This file contains all the code from the NICAR 2016 hands-on R workshop. It was created by your instructors,

Coulter Jones, coulter.jones@wsj.com

Amelia McNamara, amcnamara@smith.edu

Code is available on github, http://bit.ly/NICAR16-R and slides on http://bit.ly/NICAR-Rhtml

R has a bit of a learning curve but once you get used to it, you’re off to the races. Keep in mind you will get a ton of errors while you’re learning R — in fact, you’ll still deal with errors even if you’re a master user! Google is your friend — copy and paste the error into Google and see what others have written.

PRO TIP: R is VERY VERY VERY case-sensitive. A misplaced capital letter or double-quote where there should be a single-quote might just be the culprit to your error.

And don’t forget — save EVERYTHING! RStudio allows you to save your data, your scripts, your history, your entire RStudio workspace — save it all and save often.

RStudio is a great interface to the R language.
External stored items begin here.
//! Endpoint parsing
//!
//! Supports formats:
//! * `host`, `host:port`, `[v6addr]:port` (TCP, port defaults to 3306)
//! * `/path/to/mysqld.sock` (Unix socket)
//! * `aws://host[:port]`, `azure://host[:port]` (TCP with token authentication)
//! * `cloudsql://project:region:instance` (Cloud SQL connector)

use crate::error::{Error, Result};
use std::fmt;
use std::path::PathBuf;

/// Default MySQL port
pub const DEFAULT_PORT: u16 = 3306;

/// Scheme prefix of an endpoint string
#[derive(Debug, Clone, Copy, PartialEq, Eq, Hash)]
pub enum EndpointScheme {
    /// No prefix
    Plain,
    /// Leading `/`
    Unix,
    /// `aws://`
    Aws,
    /// `azure://`
    Azure,
    /// `cloudsql://`
    CloudSql,
}

impl EndpointScheme {
    /// Detect the scheme of a raw endpoint
    pub fn of(raw: &str) -> Self {
        let raw = raw.trim();
        if raw.starts_with('/') {
            EndpointScheme::Unix
        } else if raw.starts_with("aws://") {
            EndpointScheme::Aws
        } else if raw.starts_with("azure://") {
            EndpointScheme::Azure
        } else if raw.starts_with("cloudsql://") {
            EndpointScheme::CloudSql
        } else {
            EndpointScheme::Plain
        }
    }
}

impl fmt::Display for EndpointScheme {
    fn fmt(&self, f: &mut fmt::Formatter<'_>) -> fmt::Result {
        let name = match self {
            EndpointScheme::Plain => "tcp",
            EndpointScheme::Unix => "unix",
            EndpointScheme::Aws => "aws://",
            EndpointScheme::Azure => "azure://",
            EndpointScheme::CloudSql => "cloudsql://",
        };
        f.write_str(name)
    }
}

/// Where the broker connects to
#[derive(Debug, Clone, PartialEq, Eq, Hash)]
pub enum Endpoint {
    /// TCP host and port
    Tcp {
        /// Hostname or IP literal (without brackets)
        host: String,
        /// Port
        port: u16,
    },
    /// Unix domain socket
    Unix(PathBuf),
    /// Cloud SQL instance connection name
    CloudSql {
        /// `project:region:instance`
        instance: String,
    },
}

impl Endpoint {
    /// Parse an endpoint string
    pub fn parse(raw: &str) -> Result<Self> {
        let raw = raw.trim();
        if raw.is_empty() {
            return Err(Error::Config("endpoint must not be an empty string".into()));
        }

        match EndpointScheme::of(raw) {
            EndpointScheme::Unix => Ok(Endpoint::Unix(PathBuf::from(raw))),
            EndpointScheme::CloudSql => {
                let instance = raw.trim_start_matches("cloudsql://");
                Self::parse_cloudsql(instance)
            }
            EndpointScheme::Aws => Self::parse_tcp(raw.trim_start_matches("aws://")),
            EndpointScheme::Azure => Self::parse_tcp(raw.trim_start_matches("azure://")),
            EndpointScheme::Plain => Self::parse_tcp(raw),
        }
    }

    fn parse_cloudsql(instance: &str) -> Result<Self> {
        let parts: Vec<&str> = instance.split(':').collect();
        if parts.len() < 3 || parts.iter().any(|p| p.is_empty()) {
            return Err(Error::Config(format!(
                "cloudsql endpoint must be cloudsql://project:region:instance (got {:?})",
                instance
            )));
        }
        Ok(Endpoint::CloudSql {
            instance: instance.to_string(),
        })
    }

    fn parse_tcp(addr: &str) -> Result<Self> {
        let (host, port) = split_host_port(addr)?;
        if host.is_empty() {
            return Err(Error::Config(format!("endpoint {:?} has no host", addr)));
        }
        Ok(Endpoint::Tcp {
            host: host.to_string(),
            port: port.unwrap_or(DEFAULT_PORT),
        })
    }

    /// `host:port` for TCP (IPv6 bracketed), the path for Unix, the instance name for Cloud SQL
    pub fn address(&self) -> String {
        match self {
            Endpoint::Tcp { host, port } => join_host_port(host, *port),
            Endpoint::Unix(path) => path.display().to_string(),
            Endpoint::CloudSql { instance } => instance.clone(),
        }
    }

    /// Hostname for TLS server name checks
    pub fn host(&self) -> Option<&str> {
        match self {
            Endpoint::Tcp { host, .. } => Some(host),
            _ => None,
        }
    }
}

impl fmt::Display for Endpoint {
    fn fmt(&self, f: &mut fmt::Formatter<'_>) -> fmt::Result {
        match self {
            Endpoint::Tcp { .. } => write!(f, "tcp({})", self.address()),
            Endpoint::Unix(path) => write!(f, "unix({})", path.display()),
            Endpoint::CloudSql { instance } => write!(f, "cloudsql({})", instance),
        }
    }
}

/// Split `host[:port]`, handling bracketed IPv6 literals
pub fn split_host_port(addr: &str) -> Result<(&str, Option<u16>)> {
    let parse_port = |p: &str| {
        p.parse::<u16>()
            .map_err(|_| Error::Config(format!("invalid port {:?} in {:?}", p, addr)))
    };

    if let Some(rest) = addr.strip_prefix('[') {
        let (host, tail) = rest
            .split_once(']')
            .ok_or_else(|| Error::Config(format!("unterminated IPv6 literal in {:?}", addr)))?;
        return match tail.strip_prefix(':') {
            Some(port) => Ok((host, Some(parse_port(port)?))),
            None if tail.is_empty() => Ok((host, None)),
            None => Err(Error::Config(format!("invalid address {:?}", addr))),
        };
    }

    match addr.matches(':').count() {
        0 => Ok((addr, None)),
        1 => {
            let (host, port) = addr.split_once(':').unwrap_or((addr, ""));
            Ok((host, Some(parse_port(port)?)))
        }
        // Bare IPv6 literal without brackets
        _ => Ok((addr, None)),
    }
}

/// Join host and port, bracketing IPv6 literals
pub fn join_host_port(host: &str, port: u16) -> String {
    if host.contains(':') {
        format!("[{}]:{}", host, port)
    } else {
        format!("{}:{}", host, port)
    }
}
The interface has 4 panes.

You’ll do your coding in the **Console** (lower left, looks like Terminal/command line).

The **Environment and History** (upper right) panes keep track of everything you have loaded into your environment (mostly, data) and all the R commands you have ever typed. This is great because you can search through your past code to find commands you may have forgotten.

The **Source** pane is on the upper left and displays your data tables, as well as any documents you are reading or editing (maybe, you’re looking at this document there!).
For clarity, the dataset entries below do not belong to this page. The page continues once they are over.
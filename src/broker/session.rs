//! Session normalization
//!
//! Servers in `[5.7.5, 8.0.0)` get `NO_AUTO_CREATE_USER` so `GRANT` never
//! creates accounts implicitly; everything else gets an empty SQL mode. Either
//! way `ANSI_QUOTES` is off and identifiers are quoted with backticks.

use crate::version::ServerVersion;

const NO_AUTO_CREATE_USER_SINCE: ServerVersion = ServerVersion::new(5, 7, 5);
const NO_AUTO_CREATE_USER_UNTIL: ServerVersion = ServerVersion::new(8, 0, 0);

/// Statement that fixes the session SQL mode for `version`
pub fn session_statement(version: &ServerVersion) -> &'static str {
    if version.in_range(&NO_AUTO_CREATE_USER_SINCE, &NO_AUTO_CREATE_USER_UNTIL) {
        "SET SESSION sql_mode='NO_AUTO_CREATE_USER'"
    } else {
        "SET SESSION sql_mode=''"
    }
}

/// Quote an identifier with backticks, doubling embedded backticks
pub fn quote_identifier(name: &str) -> String {
    format!("`{}`", name.replace('`', "``"))
}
The **Files/Plots/Packages/Help/View** pane on the lower right does a bunch of stuff — holds files, displays the graphs you’ve made, shows the packages you have installed, and more. Perhaps the most important tab of that lower right pane is Help. R has two help functions. Forget what an average or mean is? Try this.

`?mean`

or

`help(mean)`

- R Cookbook. Both a website, http://www.cookbook-r.com/, and a book, http://smile.amazon.com/gp/product/1449316956/
- A Compendium of Commands to Teach Statistics with R. Both a downloadable pdf, http://mosaic-web.org/go/Master-Core.pdf, and a book, http://smile.amazon.com/Compendium-Commands-Teach-Statistics/dp/0983965889
- Start Teaching with R. Both a downloadable pdf, http://mosaic-web.org/go/Master-Starting.pdf and a book, http://smile.amazon.com/Start-Teaching-R-Randall-Pruim/dp/0983965862/r
- Using R for Intro Stats: Downloadable pdf, http://cran.r-project.org/doc/contrib/Verzani-SimpleR.pdf

Do you like having something printed out and at your side at all times?
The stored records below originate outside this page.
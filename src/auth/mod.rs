//! Credential resolution
//!
//! A [`CredentialSource`] is chosen once per connect from the endpoint scheme
//! and provider flags, then resolved into a [`Credential`]:
//! * `Static`: the configured password
//! * `AwsIam`: an RDS IAM auth token (optionally via STS AssumeRole)
//! * `AzureAd`: an Azure AD access token for the database audience
//! * `GcpCloudSql`: a Cloud SQL connector used as the dialer
//!
//! Resolution validates the configuration first, so conflicting credential
//! sources fail before any network call.

pub mod aws;
pub mod azure;
pub mod cloudsql;
pub mod password;

use crate::config::{AzureConfig, Configuration};
use crate::metrics::{counters, labels};
use crate::net::Dialer;
use crate::Result;
use azure::AzureTokenSource;
use cloudsql::CloudSqlConnector;
use std::fmt;
use std::sync::Arc;

/// Resolved secret material for one connect
#[derive(Clone)]
pub enum Credential {
    /// Static password (possibly empty)
    Password(String),
    /// Short-lived token sent as a cleartext password
    Token {
        /// Issuing provider (`aws`, `azure`)
        provider: &'static str,
        /// The token
        token: String,
    },
    /// Driver-level dialer plus the password to log in with
    Connector {
        /// Cloud SQL connector
        dialer: Arc<CloudSqlConnector>,
        /// Access token with IAM login, otherwise the static password
        password: String,
    },
}

impl Credential {
    /// Password sent during the MySQL login
    pub fn password(&self) -> &str {
        match self {
            Credential::Password(password) => password,
            Credential::Token { token, .. } => token,
            Credential::Connector { password, .. } => password,
        }
    }

    /// Dialer supplied by the credential, if it replaces the network dialer
    pub fn dialer(&self) -> Option<Arc<dyn Dialer>> {
        match self {
            Credential::Connector { dialer, .. } => Some(dialer.clone() as Arc<dyn Dialer>),
            _ => None,
        }
    }

    /// Whether the credential is a bearer token
    pub fn is_token(&self) -> bool {
        matches!(self, Credential::Token { .. })
    }
}

impl fmt::Debug for Credential {
    fn fmt(&self, f: &mut fmt::Formatter<'_>) -> fmt::Result {
        match self {
            Credential::Password(password) => f
                .debug_tuple("Password")
                .field(&if password.is_empty() { "<empty>" } else { "<redacted>" })
                .finish(),
            Credential::Token { provider, .. } => f
                .debug_struct("Token")
                .field("provider", provider)
                .field("token", &"<redacted>")
                .finish(),
            Credential::Connector { dialer, .. } => f
                .debug_struct("Connector")
                .field("instance", &dialer.instance().to_string())
                .field("password", &"<redacted>")
                .finish(),
        }
    }
}

/// Where the credential comes from
#[derive(Debug, Clone, Copy, PartialEq, Eq, Hash)]
pub enum CredentialSource {
    /// Configured password
    Static,
    /// AWS RDS IAM token
    AwsIam,
    /// Azure AD token
    AzureAd,
    /// Cloud SQL connector
    GcpCloudSql,
}

impl CredentialSource {
    /// Select the source for a configuration
    pub fn for_config(config: &Configuration) -> Self {
        if config.uses_cloudsql() {
            CredentialSource::GcpCloudSql
        } else if config.uses_azure_ad() {
            CredentialSource::AzureAd
        } else if config.uses_aws_iam() {
            CredentialSource::AwsIam
        } else {
            CredentialSource::Static
        }
    }

    /// Short name for logs, metrics and cache keys
    pub fn name(&self) -> &'static str {
        match self {
            CredentialSource::Static => "static",
            CredentialSource::AwsIam => "aws",
            CredentialSource::AzureAd => "azure",
            CredentialSource::GcpCloudSql => "gcp",
        }
    }

    /// Resolve the credential
    pub async fn resolve(&self, config: &Configuration) -> Result<Credential> {
        config.validate()?;
        tracing::debug!(source = self.name(), "resolving credential");

        let result = self.resolve_validated(config).await;
        let outcome = if result.is_ok() {
            labels::OUTCOME_SUCCESS
        } else {
            labels::OUTCOME_ERROR
        };
        counters::credential_resolution(self.name(), outcome);
        result
    }

    async fn resolve_validated(&self, config: &Configuration) -> Result<Credential> {
        match self {
            CredentialSource::Static => Ok(Credential::Password(
                config.password.clone().unwrap_or_default(),
            )),
            CredentialSource::AwsIam => {
                let aws_config = config.aws_config.clone().unwrap_or_default();
                let token =
                    aws::generate_auth_token(&aws_config, &config.endpoint()?, &config.username)
                        .await?;
                Ok(Credential::Token {
                    provider: "aws",
                    token,
                })
            }
            CredentialSource::AzureAd => {
                let azure_config = config.azure_config.clone().unwrap_or_else(AzureConfig::default);
                let source = AzureTokenSource::new(
                    azure_config.environment(),
                    config.azure_authority_host.as_deref(),
                );
                let token = source.fetch(&azure_config).await?;
                Ok(Credential::Token {
                    provider: "azure",
                    token,
                })
            }
            CredentialSource::GcpCloudSql => {
                let connector = CloudSqlConnector::from_config(config).await?;
                let password = connector.login_password(config.password.as_deref());
                Ok(Credential::Connector {
                    dialer: Arc::new(connector),
                    password,
                })
            }
        }
    }
}

#[cfg(test)]
mod tests {
    use super::*;
    use crate::config::AwsConfig;
    use crate::Error;
    use wiremock::matchers::{method, path};
    use wiremock::{Mock, MockServer, ResponseTemplate};

    #[test]
    fn test_source_selection() {
        let pick = |endpoint: &str| {
            CredentialSource::for_config(&Configuration::builder(endpoint, "u").build())
        };
        assert_eq!(pick("db:3306"), CredentialSource::Static);
        assert_eq!(pick("aws://db:3306"), CredentialSource::AwsIam);
        assert_eq!(pick("azure://srv"), CredentialSource::AzureAd);
        assert_eq!(pick("cloudsql://p:r:i"), CredentialSource::GcpCloudSql);
        assert_eq!(pick("/tmp/mysqld.sock"), CredentialSource::Static);

        let flagged = Configuration::builder("db.rds.amazonaws.com", "u")
            .aws(AwsConfig {
                aws_rds_iam_auth: true,
                ..Default::default()
            })
            .build();
        assert_eq!(CredentialSource::for_config(&flagged), CredentialSource::AwsIam);
    }

    #[tokio::test]
    async fn test_static_password() {
        let config = Configuration::builder("db:3306", "root").password("pw").build();
        let credential = CredentialSource::Static.resolve(&config).await.unwrap();
        assert_eq!(credential.password(), "pw");
        assert!(credential.dialer().is_none());
        assert!(!format!("{:?}", credential).contains("pw"));

        let empty = Configuration::builder("db:3306", "root").build();
        let credential = CredentialSource::Static.resolve(&empty).await.unwrap();
        assert_eq!(credential.password(), "");
    }

    #[tokio::test]
    async fn test_password_conflict_fails_before_network() {
        let config = Configuration::builder("aws://db.rds.amazonaws.com", "admin")
            .password("hunter2")
            .aws(AwsConfig {
                region: Some("us-east-1".into()),
                role_arn: Some("arn:aws:iam::123456789012:role/db".into()),
                ..Default::default()
            })
            .build();
        let source = CredentialSource::for_config(&config);
        let err = source.resolve(&config).await.unwrap_err();
        assert!(matches!(err, Error::Config(_)));

        let gcp = Configuration::builder("cloudsql://p:r:i", "sa@p.iam")
            .password("token")
            .iam_database_authentication(true)
            .gcp_sqladmin_endpoint("http://127.0.0.1:9")
            .build();
        let err = CredentialSource::for_config(&gcp).resolve(&gcp).await.unwrap_err();
        assert!(matches!(err, Error::Config(_)));
    }

    #[tokio::test]
    async fn test_azure_token() {
        let server = MockServer::start().await;
        Mock::given(method("POST"))
            .and(path("/tid/oauth2/v2.0/token"))
            .respond_with(ResponseTemplate::new(200).set_body_json(serde_json::json!({
                "access_token": "eyJ0eXAi"
            })))
            .mount(&server)
            .await;

        let config = Configuration::builder("azure://srv.mysql.database.azure.com", "aad_admin")
            .azure(AzureConfig {
                tenant_id: Some("tid".into()),
                client_id: Some("cid".into()),
                client_secret: Some("secret".into()),
                environment: Some("public".into()),
            })
            .azure_authority_host(server.uri())
            .build();

        let credential = CredentialSource::AzureAd.resolve(&config).await.unwrap();
        assert!(credential.is_token());
        assert_eq!(credential.password(), "eyJ0eXAi");
    }

    #[tokio::test]
    async fn test_cloudsql_iam_uses_access_token() {
        let config = Configuration::builder("cloudsql://proj:us-central1:main", "sa@proj.iam")
            .iam_database_authentication(true)
            .access_token("ya29.token")
            .build();

        let credential = CredentialSource::GcpCloudSql.resolve(&config).await.unwrap();
        assert_eq!(credential.password(), "ya29.token");
        assert_eq!(credential.dialer().unwrap().name(), "cloudsql");
    }
}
- RStudio cheatsheets: http://www.rstudio.com/resources/cheatsheets/ On the RStudio interface, packages (dplyr, ggplot2), RMarkdown, etc.
- Minimal R: https://cran.r-project.org/web/packages/mosaic/vignettes/MinimalR.pdf

- R Cookbook. Both a website, http://www.cookbook-r.com/, and a book, http://smile.amazon.com/gp/product/1449316956/
- Quick R: http://www.statmethods.net/
- R-bloggers: find out awesome things people are doing with R http://www.r-bloggers.com/

- Johns Hopkins Coursera Course on R: https://www.coursera.org/course/rprog. Part of the Data Science specialization, https://www.coursera.org/specializations/jhu-data-science. Courses are free, but specialization costs money.
- DataCamp: https://www.datacamp.com/ Interactive way to learn R in the browser. Free to start, pretty cheap to continue.

- R Documentation Search: http://www.rdocumentation.org/
- Stack overflow: http://stackoverflow.com/ You’ll want to put [r] in your search box.

R has “base” functionality that is built into the language, but most of the good stuff comes from user-written “packages” that extend the language. We’ll be using the `mosaic`

, `ggplot2`

and `dplyr`

packages in this class, among others. Because R is open source (and was written by statisticians…) it has some strange features compared to other programming languages. The most obvious is that its syntax is not consistent. Almost any task you want to do, there are three ways to accomplish. And packages can contribute to this nonsense by providing their own syntax. We’ll try to point to places where the code we are showing you is just one of many ways to do something, but know that when you start googling questions you may see things that don’t look familiar. Don’t be afraid!

To use a package, you have to `require()`

it. Lets start by requiring some packages:

```
require(mosaic)
require(ggplot2)
```

Later in this class, we will show you how to load in external data, but for now we are going to begin by playing with some data that comes with R. This will allow us to start playing quickly.

We’ll start with some data about midwest demographics. To get started, you can read the data in with the `data()`

command, and see the first few rows with `head()`

.

```
data(midwest)
head(midwest)
```

For a spreadsheet-like experience of your data, just click on its name in your `Environment`

tab to see a preview of the data in the Source pane. Note that you can only look, you can’t “touch.” R is a programming language, so if you see values you want to have changed, or you need to add another variable based on an existing one you have to do so programmatically.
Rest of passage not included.